Tumour mitotic rate—a poor predictor of sentinel lymph node status in cutaneous melanoma: should we select using staging criteria?

Abstract

Selection for sentinel lymph node biopsy (SLNB) in cutaneous melanoma is currently based on histopathological variables specified in prognostic staging criteria. In 2009, these criteria were updated replacing Clark level with the tumour mitotic rate (TMR) when defining thin T1 tumours. This study aimed to determine the histopathological variables independently predictive of sentinel lymph node involvement and discusses which variables should influence our selection for SLNB. One hundred and fifty-three patients with primary invasive localized cutaneous melanoma who underwent SLNB between 2003 and 2007 were reviewed from a prospectively collected database. We performed a multivariate binary logistic regression analysis to ascertain which variables independently predict sentinel status. SLNB positivity rate was 17.3%. No patient with a thin T1 tumour was SLNB positive. Breslow thickness was the only independent predictor of sentinel lymph node (SLN) status to reach significance (x 2, 10.555; p, 0.001).
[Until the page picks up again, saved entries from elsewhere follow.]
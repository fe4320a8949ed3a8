// src/render/skills.rs
//! Horizontal automation-potential bars, drawn in prominence order

use crate::assessment::SkillImpact;

pub const HIGH_BAR_COLOR: &str = "#ef4444";
pub const MEDIUM_BAR_COLOR: &str = "#f59e0b";
pub const LOW_BAR_COLOR: &str = "#3b82f6";

pub fn bar_color(automation_potential: f64) -> &'static str {
    if automation_potential > 70.0 {
        HIGH_BAR_COLOR
    } else if automation_potential > 40.0 {
        MEDIUM_BAR_COLOR
    } else {
        LOW_BAR_COLOR
    }
}

#[derive(Debug, Clone, PartialEq)]
pub struct SkillBar {
    pub rank: usize,
    pub skill: String,
    pub length: f64,
    pub color: &'static str,
    pub irreplaceable_value: String,
}

#[derive(Debug, Clone, PartialEq)]
pub struct SkillBars {
    pub bars: Vec<SkillBar>,
}

impl SkillBars {
    pub fn new(skills: &[SkillImpact]) -> Self {
        let bars = skills
            .iter()
            .enumerate()
            .map(|(index, skill)| {
                let value = if skill.automation_potential.is_finite() {
                    skill.automation_potential.clamp(0.0, 100.0)
                } else {
                    0.0
                };
                SkillBar {
                    rank: index + 1,
                    skill: skill.skill.clone(),
                    length: value,
                    color: bar_color(value),
                    irreplaceable_value: skill.irreplaceable_value.clone(),
                }
            })
            .collect();

        Self { bars }
    }
}

#[cfg(test)]
mod tests {
    use super::*;
    use crate::assessment::types::fixtures::skill;

    #[test]
    fn test_thresholds() {
        assert_eq!(bar_color(71.0), HIGH_BAR_COLOR);
        assert_eq!(bar_color(70.0), MEDIUM_BAR_COLOR);
        assert_eq!(bar_color(41.0), MEDIUM_BAR_COLOR);
        assert_eq!(bar_color(40.0), LOW_BAR_COLOR);
        assert_eq!(bar_color(0.0), LOW_BAR_COLOR);
    }

    #[test]
    fn test_preserves_input_order_for_any_permutation() {
        let skills = vec![
            skill("A", 10.0),
            skill("B", 90.0),
            skill("C", 50.0),
            skill("D", 30.0),
            skill("E", 75.0),
        ];

        let mut order: Vec<usize> = (0..skills.len()).collect();
        // walk every rotation and its reverse
        for _ in 0..skills.len() {
            order.rotate_left(1);
            for candidate in [order.clone(), order.iter().rev().copied().collect()] {
                let permuted: Vec<SkillImpact> =
                    candidate.iter().map(|&i| skills[i].clone()).collect();
                let bars = SkillBars::new(&permuted);
                let names: Vec<&str> = bars.bars.iter().map(|b| b.skill.as_str()).collect();
                let expected: Vec<&str> = permuted.iter().map(|s| s.skill.as_str()).collect();
                assert_eq!(names, expected);
                assert_eq!(bars.bars[0].rank, 1);
            }
        }
    }

    #[test]
    fn test_bar_length_matches_potential() {
        let bars = SkillBars::new(&[skill("Rust", 35.5), skill("Typing", 120.0)]);
        assert_eq!(bars.bars[0].length, 35.5);
        assert_eq!(bars.bars[1].length, 100.0);
        assert_eq!(bars.bars[1].color, HIGH_BAR_COLOR);
    }
}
TMR and ulceration were not independent predictors of sentinel node status (x 2, 0.988; p, 0.320 and x 2, 2.082; p, 0.149, respectively). Breslow thickness is the only variable that is consistently reported as an independent predictor of SLN status. The use of TMR and ulceration in staging criteria is intended to establish prognosis, not select for SLNB. Given the important implications of a positive SLNB on surgical management, accurate selection is imperative. Selection based solely on Breslow thickness, rather than staging criteria, may be valid. However, there is an urgent need for a well-designed large multi-centre analysis to validate this. Until then, we continue to select for SLNB within a multidisciplinary team accounting for multiple factors. Level of Evidence: Level II, Prognostic/Risk Study.